Increase the frequency of vulnerability scans and use data to better measure risk. Vulnerability management suites are not used to their full potential as organizations scan, patch, and rescan to see if patches fix a vulnerability. Instead use a vulnerability management suite to define and then measure a risk management program. Vulnerability management’s scanning data helps create the risk-quantification analysis that senior management and the board need to believe that cybersecurity is paying off.

For example, a current vulnerability management suite will identify hundreds to thousands of vulnerabilities across a network. Instead of turning these alerts off or dialing down their sensitivity, scan more and use the data to see how zero-faith investing is helping reduce risk.

The most effective vulnerability management systems integrate MFA, patching systems, and microsegmentation to reduce the risk of patching exceptions that lead to breaches.

Consider upgrading to an endpoint security platform that can deliver and enforce least-privileged access while tracking endpoint health, configuration, and intrusion attempts. Enforcing less-privileged access by endpoints, performing microsegmentation, and enabling MFA by an endpoint are some of the reasons organizations should consider upgrading their endpoint protection platforms (EPP). In addition, cloud-based endpoint security platforms monitor current device health, configuration and if there are any agents that conflict with each other and prevent breaches and intrusions.

Forrester’s Future of Endpoint Management report, mentioned earlier, covers self-healing endpoints; CISOs continue to budget for an area. Hewitt told VentureBeat that “most self-healing firmware is embedded directly into the OEM hardware. It’s worth asking about this in future procurement conversations when discussing new terms for endpoints. What kind of security hardware is embedded? Are there any players? What additional Can management gain benefits?”

Absolute Software, Akamai, BlackBerry, Cisco, Ivanti, Malwarebytes, McAfee, Microsoft 365, Qualys, SentinelOne, Tanium, Trend Micro, Webroot and many others have endpoints that can heal themselves autonomously.
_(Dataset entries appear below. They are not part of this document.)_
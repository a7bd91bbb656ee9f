//! Status and role enums.

use serde::{Deserialize, Serialize};

/// Local status of a draft order during checkout.
///
/// `Failed` is non-terminal: the orchestrator keeps the draft and retries it
/// under the same order number.
#[derive(Debug, Clone, Copy, PartialEq, Eq, Hash, Serialize, Deserialize, Default)]
#[serde(rename_all = "snake_case")]
pub enum OrderStatus {
    /// Built but not yet sent to the order API.
    #[default]
    Pending,
    /// Accepted by the order API.
    Submitted,
    /// Last submission attempt failed; eligible for retry.
    Failed,
}

impl OrderStatus {
    /// The status string the order API expects for a newly placed order.
    pub const WIRE_NEW: &'static str = "En proceso";
}

/// Role attached to an authenticated account.
///
/// Only [`CustomerRole::Customer`] may use this app; every other role is
/// rejected at login.
#[derive(Debug, Clone, Copy, PartialEq, Eq, Hash, Serialize, Deserialize)]
#[serde(rename_all = "snake_case")]
pub enum CustomerRole {
    Customer,
    /// Any role this app does not model (e.g., back-office accounts).
    #[serde(other)]
    Other,
}

impl CustomerRole {
    /// Whether this role is allowed into the storefront.
    #[must_use]
    pub const fn may_shop(self) -> bool {
        matches!(self, Self::Customer)
    }
}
Establish risk-based conditional access across all endpoints and assets. Risk-based access to applications, endpoints, or systems based on unusual behavior combined with device type, device settings, location, and dozens of other attributes is enabled within a least-privileged access session. Cyber ​​security vendors use machine learning (ML) algorithms to calculate real-time risk scores. “This ensures that MFA (multifactor authentication) is only triggered when the level of risk changes – ensuring protection without reducing user productivity,” CrowdStrike’s Raina told VentureBeat.

Budget defense with risk measurement

Behind these zero-trust quick wins that are prioritizing CISOs is the need to measure how each mitigates risk and removes potential obstacles as their organizations try to grow their business. CISOs who can show how current cybersecurity spending is protecting revenue — while gaining customer trust — are exactly what CEOs and boards need to know. Many IT and security teams are aiming for this goal. Capturing enough data to demonstrate zero trust reduces risk, avoids intrusions and breaches, and protects revenue streams. Often, zero-trust budgets are a single percentage of total sales, making the investment worthwhile for customer and revenue protection.

VentureBeat’s Mission To be a digital town square for technical decision makers to gain knowledge about transformative enterprise technologies and transactions. Discover our briefing.